Nobody has corrupted Ram’s image like Modi has, but he isn’t the first to change it. Since the Ramayana was composed, some 2,500 years ago, it has been told and retold, each time a little differently. Like other enduring epics, it got folded into local customs as it traveled. India’s Ramayana is very different from the one in Indonesia, where the story made room for Javanese gods. Politics have changed the Ramayana too. According to Ankur Barua, a scholar of Hinduism at the University of Cambridge, Hindus started to depict a more militaristic Ram during the British occupation of India, when imperial soldiers occasionally showed up in iconography as bloodied victims or vanquished demons.

India’s Muslims became central characters in Ram’s story in December 1992. In Ayodhya, where Modi recently consecrated his temple, Hindus stormed a mosque that was built in 1528, spurring protests that killed nearly 2,000 people, mostly Muslims. The Hindu mob thought that the mosque stood on the site of Ram’s birth, a belief that had inspired antagonism between Hindus and Muslims for more than a century. After the mosque was destroyed, a new era in Indian politics began. The BJP’s influence expanded as it pledged to replace the Ayodhya mosque with a Ram temple. A long legal dispute ensued over whether such a temple could be built, putting Ram at the center of a nationalist campaign that pitted Hindus against Muslims. Modi took office in 2014; five years later, a verdict from India’s supreme court cleared the way for him to fulfill his party’s promise. In an echo of 1992, the recent consecration also prompted violence against Muslims, though on a smaller scale.

Indian law prohibits politicians from making religious appeals to voters, but the new Ram temple features regularly in Modi’s speeches as well as in BJP’s manifesto. Its consecration—equal parts reelection bid and religious spectacle—was a clear violation of India’s secular democratic norms: In India, temples are consecrated by priests, not prime ministers. Virtually every news channel broadcast Modi’s election-year stunt. The government declared a national holiday, closing banks, courts, and hospitals across the country. Last month, Modi went back to Ayodhya and staged a political rally. By associating himself with Ram and taking on the mantle of Hindu nationalism—even telling supporters that he was chosen by God—Modi has tried to distract from the high unemployment, rising prices, and hunger crisis that have marked his tenure as prime minister.
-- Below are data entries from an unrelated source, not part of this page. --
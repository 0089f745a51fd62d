use std::ops::Range;

use crate::{AudioBuffer, Result};

/// Sink that renders audio for a session. The engine never reads timing back
/// from it; position is estimated from the wall clock.
pub trait AudioOutput: Send + Sync {
    /// Begins rendering `buffer[range]`. Any previous rendering is replaced.
    fn start(&self, buffer: &AudioBuffer, range: Range<usize>) -> Result<()>;

    fn halt(&self);
}

/// Output that discards audio. Used for headless runs and tests.
#[derive(Debug, Default, Clone, Copy)]
pub struct SilentOutput;

impl AudioOutput for SilentOutput {
    fn start(&self, buffer: &AudioBuffer, range: Range<usize>) -> Result<()> {
        tracing::trace!(
            start = range.start,
            end = range.end,
            sample_rate = buffer.sample_rate(),
            "silent output started"
        );
        Ok(())
    }

    fn halt(&self) {}
}
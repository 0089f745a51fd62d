use std::{
    path::{Path, PathBuf},
    sync::Arc,
};

use clap::{Parser, Subcommand};
use lipsync_core::{
    display_columns, format_timestamp, AppConfig, AudioDecoder, CommandRecognizer, LipsyncError,
    MouthShape, PlaybackEngine, PlaybackEvent, RecognitionBridge, Result, Timeline, WavDecoder,
    WaveformPeaks,
};
use tracing_subscriber::EnvFilter;

fn main() -> Result<()> {
    init_tracing();

    let cli = Cli::parse();
    let config = match &cli.config {
        Some(path) => AppConfig::load(path)?,
        None => AppConfig::default(),
    };

    match cli.command {
        Commands::Recognize {
            audio,
            output,
            sheet,
            fps,
        } => run_recognize(
            &config,
            &audio,
            output.as_deref(),
            sheet.as_deref(),
            fps.unwrap_or(config.export.fps),
        ),
        Commands::Export {
            timeline,
            output,
            fps,
        } => run_export(&timeline, &output, fps.unwrap_or(config.export.fps)),
        Commands::Play {
            audio,
            timeline,
            from,
            to,
        } => run_play(&config, &audio, timeline.as_deref(), from, to),
        Commands::Peaks { audio, width } => run_peaks(&config, &audio, width),
    }
}

fn run_recognize(
    config: &AppConfig,
    audio: &Path,
    output: Option<&Path>,
    sheet: Option<&Path>,
    fps: u32,
) -> Result<()> {
    tracing::info!(?audio, program = %config.recognizer.program, "processing audio");

    let bridge = RecognitionBridge::new(CommandRecognizer::new(&config.recognizer));
    let (tx, rx) = crossbeam_channel::bounded::<Result<Timeline>>(1);
    if bridge.recognize_async(audio, tx)?.is_none() {
        return Err(LipsyncError::msg("recognition is already running"));
    }

    let timeline = rx
        .recv()
        .map_err(|_| LipsyncError::msg("recognizer stopped without reporting a result"))??;

    match output {
        Some(path) => {
            timeline.save(path)?;
            tracing::info!(?path, steps = timeline.len(), "saved timeline");
        }
        None => println!("{}", timeline.serialize()),
    }

    if let Some(path) = sheet {
        timeline.export_frame_sheet(fps)?.save(path)?;
        tracing::info!(?path, fps, "exported frame sheet");
    }
    Ok(())
}

fn run_export(timeline: &Path, output: &Path, fps: u32) -> Result<()> {
    let timeline = Timeline::load(timeline)?;
    let sheet = timeline.export_frame_sheet(fps)?;
    sheet.save(output)?;
    tracing::info!(
        ?output,
        fps,
        steps = timeline.len(),
        frames = sheet.entries().len(),
        "exported frame sheet"
    );
    Ok(())
}

fn run_play(
    config: &AppConfig,
    audio: &Path,
    timeline: Option<&Path>,
    from: Option<f64>,
    to: Option<f64>,
) -> Result<()> {
    let timeline = match timeline {
        Some(path) => Timeline::load(path)?,
        None => Timeline::new(),
    };

    let engine = PlaybackEngine::new(&config.playback);
    engine.load_file(audio, &WavDecoder)?;
    let duration = engine.duration_seconds()?;

    let (tx, rx) = crossbeam_channel::unbounded::<PlaybackEvent>();
    engine.set_position_listener(Arc::new(tx.clone()))?;
    engine.set_completion_listener(Arc::new(tx))?;

    match (from, to) {
        (Some(start), _) => engine.play_from(start)?,
        (None, Some(end)) => engine.play_to(end)?,
        (None, None) => engine.play()?,
    }

    if !engine.is_playing()? {
        tracing::info!("nothing to play in the requested range");
        return Ok(());
    }

    let mut shown: Option<MouthShape> = None;
    for event in rx.iter() {
        match event {
            PlaybackEvent::Position { seconds, .. } => {
                let current = timeline.display_at(seconds);
                if shown.as_ref() != Some(&current.shape) {
                    tracing::info!(
                        time = %format!("{} / {}", format_timestamp(seconds), format_timestamp(duration)),
                        shape = %current.shape,
                        span = current.span.as_deref().unwrap_or(""),
                        "mouth shape"
                    );
                    shown = Some(current.shape);
                }
            }
            PlaybackEvent::Finished { .. } => {
                tracing::info!(
                    position = %format_timestamp(engine.position_seconds()?),
                    "playback finished"
                );
                break;
            }
        }
    }
    Ok(())
}

fn run_peaks(config: &AppConfig, audio: &Path, width: usize) -> Result<()> {
    let buffer = WavDecoder.decode(audio)?;
    let columns = display_columns(width, config.waveform.min_columns);
    let peaks = WaveformPeaks::from_samples(buffer.samples(), columns);
    if peaks.is_none() {
        tracing::warn!(?audio, "no audio data");
    }
    println!("{}", serde_json::to_string(&peaks)?);
    Ok(())
}

fn init_tracing() {
    let _ = tracing_subscriber::fmt()
        .with_env_filter(
            EnvFilter::try_from_default_env().unwrap_or_else(|_| EnvFilter::new("info")),
        )
        .try_init();
}

#[derive(Parser, Debug)]
#[command(author, version, about = "Lip-sync timelines from speech audio", long_about = None)]
struct Cli {
    /// JSON configuration file.
    #[arg(short, long, global = true)]
    config: Option<PathBuf>,
    #[command(subcommand)]
    command: Commands,
}

#[derive(Subcommand, Debug)]
enum Commands {
    /// Run phoneme recognition on an audio file and build a mouth-shape timeline.
    Recognize {
        /// Audio file handed to the recognizer.
        audio: PathBuf,
        /// Where to write the timeline; printed to stdout when omitted.
        #[arg(short, long)]
        output: Option<PathBuf>,
        /// Also export a frame sheet to this path.
        #[arg(long)]
        sheet: Option<PathBuf>,
        /// Frame rate for the sheet.
        #[arg(long)]
        fps: Option<u32>,
    },
    /// Convert a saved timeline into a frame sheet.
    Export {
        timeline: PathBuf,
        output: PathBuf,
        #[arg(long)]
        fps: Option<u32>,
    },
    /// Play a WAV file and follow the mouth shape at the playback position.
    Play {
        audio: PathBuf,
        /// Timeline to follow during playback.
        #[arg(short, long)]
        timeline: Option<PathBuf>,
        /// Play from this time (seconds) to the end.
        #[arg(long, conflicts_with = "to")]
        from: Option<f64>,
        /// Play from the start up to this time (seconds).
        #[arg(long)]
        to: Option<f64>,
    },
    /// Print the waveform peak envelope of a WAV file as JSON.
    Peaks {
        audio: PathBuf,
        /// Display width in pixels.
        #[arg(long, default_value_t = 0)]
        width: usize,
    },
}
But in transforming Ram, Modi has done much more than advance his own political ends. As stories such as the Ramayana are retold, they preserve their culture’s traditions and distill its values. They provide heroes, meaning, and lessons that remain useful across time. Now one of India’s most important stories—one that embodies the kind of tolerance that the modern constitution promises—is being replaced with a cooked-up tale of resentment and bigotry. It presumes that India is a Hindu nation, and that achieving peace and unity is simply a matter of subjugating, or expelling, the Muslims who live here.

As a Hindu, I find that story not only repugnant but also absurd. Before my grandmother died, she taught me that Hinduism loses nothing by tolerating other religions. Her Hinduism was not threatened by Muslims praying in public, eating meat in their own house, or marrying people who don’t share their faith. Her Hinduism was light enough to carry in her memory, preserved by the stories that she was told as a kid and that she used to tell me. When those stories are lost, so is faith—not just religious faith, but faith in the kind of society they describe.

The BJP’s poor showing yesterday, which included losing the constituency that houses the Ram temple, suggests that Indians are beginning to see through Modi’s nationalist myth. They have an opportunity to reclaim the stories that helped form the country’s ideals—and that can now help save them. As violence and prejudice have become chronic, India’s children need those stories more than ever.